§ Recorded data
----

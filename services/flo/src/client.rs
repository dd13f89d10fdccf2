// Licensed to the Apache Software Foundation (ASF) under one
// or more contributor license agreements.  See the NOTICE file
// distributed with this work for additional information
// regarding copyright ownership.  The ASF licenses this file
// to you under the Apache License, Version 2.0 (the
// "License"); you may not use this file except in compliance
// with the License.  You may obtain a copy of the License at
//
//   http://www.apache.org/licenses/LICENSE-2.0
//
// Unless required by applicable law or agreed to in writing,
// software distributed under the License is distributed on an
// "AS IS" BASIS, WITHOUT WARRANTIES OR CONDITIONS OF ANY
// KIND, either express or implied.  See the License for the
// specific language governing permissions and limitations
// under the License.

use std::fmt::Display;
use std::sync::Once;
use std::time::Duration;

use azuqua_core::{Context, Error, ProvideCredential, ResponseBody, Result};
use bytes::Bytes;
use http::{Method, Uri};
use log::{debug, warn};
use serde_json::{json, Value};
use tokio_util::sync::CancellationToken;

use crate::{
    assemble, response, Config, Credential, CredentialStore, Flo, FloCache, HttpOptions,
    RequestParams, RequestSigner, Route,
};

static READ_DEPRECATION: Once = Once::new();

/// Client of the azuqua flo api.
///
/// Every call goes through the same pipeline: assemble the request, sign it
/// with the stored credential, send it through the context's [`azuqua_core::HttpSend`]
/// and normalize the response.
///
/// ```no_run
/// use azuqua_core::Context;
/// use azuqua_flo::{Client, Config, RequestParams};
///
/// # async fn example(ctx: Context) -> azuqua_core::Result<()> {
/// let client = Client::new(ctx, Config::new().with_access_key("key").with_access_secret("secret"));
/// let _resp = client
///     .invoke("abc", RequestParams::new().with_body("name", "azuqua"))
///     .await?;
/// # Ok(())
/// # }
/// ```
#[derive(Debug, Clone)]
pub struct Client {
    ctx: Context,
    http: HttpOptions,
    timeout: Option<Duration>,
    store: CredentialStore,
    signer: RequestSigner,
    flos: FloCache,
}

impl Client {
    /// Create a new client.
    ///
    /// Credentials set on `config` win over the ones found in env. Missing
    /// credentials are not an error here; they can be loaded later, and calls
    /// fail with [`azuqua_core::ErrorKind::AccountNotConfigured`] until then.
    pub fn new(ctx: Context, config: Config) -> Self {
        let config = config.from_env(&ctx);

        let store = CredentialStore::new();
        if config.access_key.is_some() || config.access_secret.is_some() {
            store.set(Credential::new(
                config.access_key.clone().unwrap_or_default(),
                config.access_secret.clone().unwrap_or_default(),
            ));
        }

        debug!("azuqua client created with {config:?}");
        Self {
            http: config.http_options(),
            timeout: config.timeout,
            ctx,
            store,
            signer: RequestSigner::new(),
            flos: FloCache::new(),
        }
    }

    /// Replace the request signer.
    pub fn with_signer(mut self, signer: RequestSigner) -> Self {
        self.signer = signer;
        self
    }

    /// Where requests are sent.
    pub fn http_options(&self) -> &HttpOptions {
        &self.http
    }

    /// The credential store of this client.
    pub fn credentials(&self) -> &CredentialStore {
        &self.store
    }

    /// The flo cache of this client.
    pub fn flo_cache(&self) -> &FloCache {
        &self.flos
    }

    /// Replace the credential with the one found in env.
    pub fn set_from_env(&self) -> bool {
        self.store.set_from_env(&self.ctx)
    }

    /// Replace the credential with the given access key and secret.
    pub fn set_from_args(&self, access_key: impl Into<String>, access_secret: impl Into<String>) {
        self.store.set_from_args(access_key, access_secret)
    }

    /// Load the credential from an account config file, blocking the current thread.
    pub fn load_config(&self, path: &str) -> Result<Credential> {
        self.store.load_from_file(&self.ctx, path)
    }

    /// Load the credential from an account config file.
    pub async fn load_config_async(&self, path: &str) -> Result<Credential> {
        self.store.load_from_file_async(&self.ctx, path).await
    }

    /// Load the credential from a provider, like [`crate::DefaultCredentialProvider`].
    pub async fn load_credential(
        &self,
        provider: &dyn ProvideCredential<Credential = Credential>,
    ) -> Result<bool> {
        self.store.load_from(&self.ctx, provider).await
    }

    /// Send a signed request to an arbitrary path.
    ///
    /// `:name` placeholders in `path` are filled from the top-level params.
    pub async fn make_request(
        &self,
        method: Method,
        path: &str,
        params: RequestParams,
    ) -> Result<Value> {
        self.send(method, path, params, None).await
    }

    /// Same as [`Client::make_request`], but the call ends with
    /// [`azuqua_core::ErrorKind::Cancelled`] as soon as `cancel` fires.
    pub async fn make_request_with_cancel(
        &self,
        method: Method,
        path: &str,
        params: RequestParams,
        cancel: &CancellationToken,
    ) -> Result<Value> {
        self.send(method, path, params, Some(cancel)).await
    }

    /// Call a route of the table, placeholders are filled from the top-level params.
    pub async fn call(&self, route: Route, params: RequestParams) -> Result<Value> {
        let template = route.template();
        self.send(template.method().clone(), template.path(), params, None)
            .await
    }

    /// Call a route looked up by its api name, like `readFlo`.
    pub async fn call_by_name(&self, name: &str, params: RequestParams) -> Result<Value> {
        let route = Route::from_name(name)
            .ok_or_else(|| Error::request_invalid(format!("unknown route '{name}'")))?;
        self.call(route, params).await
    }

    /// Same as [`Client::call`] with cancellation.
    pub async fn call_with_cancel(
        &self,
        route: Route,
        params: RequestParams,
        cancel: &CancellationToken,
    ) -> Result<Value> {
        let template = route.template();
        self.send(
            template.method().clone(),
            template.path(),
            params,
            Some(cancel),
        )
        .await
    }

    async fn route(&self, route: Route, values: &[&str], params: RequestParams) -> Result<Value> {
        let template = route.template();
        let path = template.resolve(values)?;
        self.send(template.method().clone(), &path, params, None)
            .await
    }

    async fn send(
        &self,
        method: Method,
        path: &str,
        params: RequestParams,
        cancel: Option<&CancellationToken>,
    ) -> Result<Value> {
        // Fail before touching the network.
        let cred = self.store.get()?;

        let mut req = assemble(method, path, params)?;
        self.signer.sign_request(&cred, &mut req)?;

        let uri: Uri = self.http.url(&req.path).parse()?;
        debug!("sending {} {uri}", req.method);

        let mut http_req = http::Request::new(req.body);
        *http_req.method_mut() = req.method;
        *http_req.uri_mut() = uri;
        *http_req.headers_mut() = req.headers;

        let resp = match cancel {
            Some(token) => tokio::select! {
                biased;
                _ = token.cancelled() => {
                    return Err(Error::cancelled("request cancelled by caller"));
                }
                resp = self.dispatch(http_req) => resp?,
            },
            None => self.dispatch(http_req).await?,
        };

        response::normalize(resp)
    }

    async fn dispatch(&self, req: http::Request<Bytes>) -> Result<http::Response<Bytes>> {
        let Some(timeout) = self.timeout else {
            return self.ctx.http_send(req).await;
        };

        tokio::time::timeout(timeout, self.ctx.http_send(req))
            .await
            .map_err(|_| {
                Error::network(format!("request timed out after {timeout:?}"))
                    .with_code("ETIMEDOUT")
            })?
    }
}

// Flo routes.
impl Client {
    /// List all flos of the account and refill the flo cache.
    ///
    /// `params` are sent as query, use [`RequestParams::with_query`].
    pub async fn flos(&self, params: RequestParams) -> Result<Vec<Flo>> {
        let value = self.route(Route::Flos, &[], params).await?;
        let flos: Vec<Flo> = serde_json::from_value(value.clone()).map_err(|e| {
            Error::response_parse("flo listing is not an array of flos")
                .with_body(ResponseBody::Json(value))
                .with_source(e)
        })?;

        self.flos.replace(flos.clone());
        Ok(flos)
    }

    /// Drop the flo cache and list flos again.
    pub async fn refresh_flos(&self) -> Result<Vec<Flo>> {
        self.flos.clear();
        self.flos(RequestParams::new()).await
    }

    /// Resolve a flo display name or alias into an alias.
    ///
    /// The flo cache is refreshed once if the name is unknown.
    pub async fn resolve_alias(&self, name_or_alias: &str) -> Result<String> {
        if let Some(alias) = self.flos.resolve(name_or_alias) {
            return Ok(alias);
        }

        debug!("flo {name_or_alias:?} not in cache, refreshing");
        self.refresh_flos().await?;
        self.flos
            .resolve(name_or_alias)
            .ok_or_else(|| Error::flo_not_found(format!("no flo named {name_or_alias:?}")))
    }

    /// Read the definition of a flo.
    pub async fn read_flo(&self, alias: &str) -> Result<Value> {
        self.route(Route::ReadFlo, &[alias], RequestParams::new())
            .await
    }

    /// Read the definition of a flo.
    #[deprecated(note = "use `read_flo` instead")]
    pub async fn read(&self, alias: &str) -> Result<Value> {
        READ_DEPRECATION.call_once(|| warn!("read is deprecated, use read_flo instead"));
        self.read_flo(alias).await
    }

    /// Invoke a flo.
    ///
    /// Top-level params and `body` are sent in the body, `query` and
    /// `headers` where their names say.
    pub async fn invoke(&self, alias: &str, params: RequestParams) -> Result<Value> {
        self.route(Route::Invoke, &[alias], params).await
    }

    /// Invoke a flo by its display name, see [`Client::resolve_alias`].
    pub async fn invoke_by_name(&self, name: &str, params: RequestParams) -> Result<Value> {
        let alias = self.resolve_alias(name).await?;
        self.invoke(&alias, params).await
    }

    /// Resume a paused flo execution.
    pub async fn resume(&self, alias: &str, exec: &str, params: RequestParams) -> Result<Value> {
        self.route(Route::Resume, &[alias, exec], params).await
    }

    /// Inject data into a flo.
    pub async fn inject(&self, alias: &str, params: RequestParams) -> Result<Value> {
        self.route(Route::Inject, &[alias], params).await
    }

    /// Turn a flo on.
    pub async fn enable(&self, alias: &str) -> Result<Value> {
        self.route(Route::Enable, &[alias], RequestParams::new())
            .await
    }

    /// Turn a flo off.
    pub async fn disable(&self, alias: &str) -> Result<Value> {
        self.route(Route::Disable, &[alias], RequestParams::new())
            .await
    }

    /// Schedule a flo.
    pub async fn schedule(&self, alias: &str, params: RequestParams) -> Result<Value> {
        self.route(Route::Schedule, &[alias], params).await
    }

    /// Retry a flo execution.
    pub async fn retry(&self, alias: &str, params: RequestParams) -> Result<Value> {
        self.route(Route::Retry, &[alias], params).await
    }

    /// Read the inputs of a flo.
    pub async fn inputs(&self, alias: &str) -> Result<Value> {
        self.route(Route::Inputs, &[alias], RequestParams::new())
            .await
    }

    /// Read the outputs of a flo.
    pub async fn outputs(&self, alias: &str) -> Result<Value> {
        self.route(Route::Outputs, &[alias], RequestParams::new())
            .await
    }

    /// Read the telemetry data of a flo execution.
    pub async fn read_flo_execution_telemetry(
        &self,
        alias: &str,
        exec: &str,
        params: RequestParams,
    ) -> Result<Value> {
        self.route(Route::ReadFloExecutionTelemetry, &[alias, exec], params)
            .await
    }

    /// Read the metrics of a flo execution.
    pub async fn read_flo_execution_metrics(
        &self,
        alias: &str,
        exec: &str,
        params: RequestParams,
    ) -> Result<Value> {
        self.route(Route::ReadFloExecutionMetrics, &[alias, exec], params)
            .await
    }

    /// Read the past executions of a flo.
    pub async fn read_flo_past_executions(
        &self,
        alias: &str,
        params: RequestParams,
    ) -> Result<Value> {
        self.route(Route::ReadFloPastExecutions, &[alias], params)
            .await
    }

    /// Read the orgs and groups the user belongs to.
    pub async fn groups(&self, params: RequestParams) -> Result<Value> {
        self.route(Route::Groups, &[], params).await
    }

    /// Read the connectors of an org.
    pub async fn get_org_connectors(&self, org_id: impl Display) -> Result<Value> {
        self.route(
            Route::GetOrgConnectors,
            &[&org_id.to_string()],
            RequestParams::new(),
        )
        .await
    }
}

// Rule routes.
impl Client {
    /// Create a rule.
    pub async fn create_rule(&self, rule: Value) -> Result<Value> {
        self.route(Route::CreateRule, &[], rule_params(rule)?)
            .await
    }

    /// Read a rule.
    pub async fn read_rule(&self, id: impl Display) -> Result<Value> {
        self.route(Route::ReadRule, &[&id.to_string()], RequestParams::new())
            .await
    }

    /// Update a rule.
    pub async fn update_rule(&self, id: impl Display, rule: Value) -> Result<Value> {
        self.route(Route::UpdateRule, &[&id.to_string()], rule_params(rule)?)
            .await
    }

    /// Delete a rule.
    pub async fn delete_rule(&self, id: impl Display) -> Result<Value> {
        self.route(Route::DeleteRule, &[&id.to_string()], RequestParams::new())
            .await
    }

    /// Read all rules of the account.
    pub async fn read_all_rules(&self) -> Result<Value> {
        self.route(Route::ReadAllRules, &[], RequestParams::new())
            .await
    }

    /// Link a rule to a flo.
    pub async fn link_rule_and_flo(
        &self,
        rule_id: impl Display,
        flo_id: impl Display,
    ) -> Result<Value> {
        self.route(
            Route::LinkRuleAndFlo,
            &[&rule_id.to_string(), &flo_id.to_string()],
            RequestParams::new(),
        )
        .await
    }
}

// Rules travel as `{"rule": ...}`.
fn rule_params(rule: Value) -> Result<RequestParams> {
    RequestParams::from_value(json!({ "body": { "rule": rule } }))
}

----

§ Work task
Every line above in which the word "network" is present must be copied into the answer.

§ Result of the task
        // Fail before touching the network.
                Error::network(format!("request timed out after {timeout:?}"))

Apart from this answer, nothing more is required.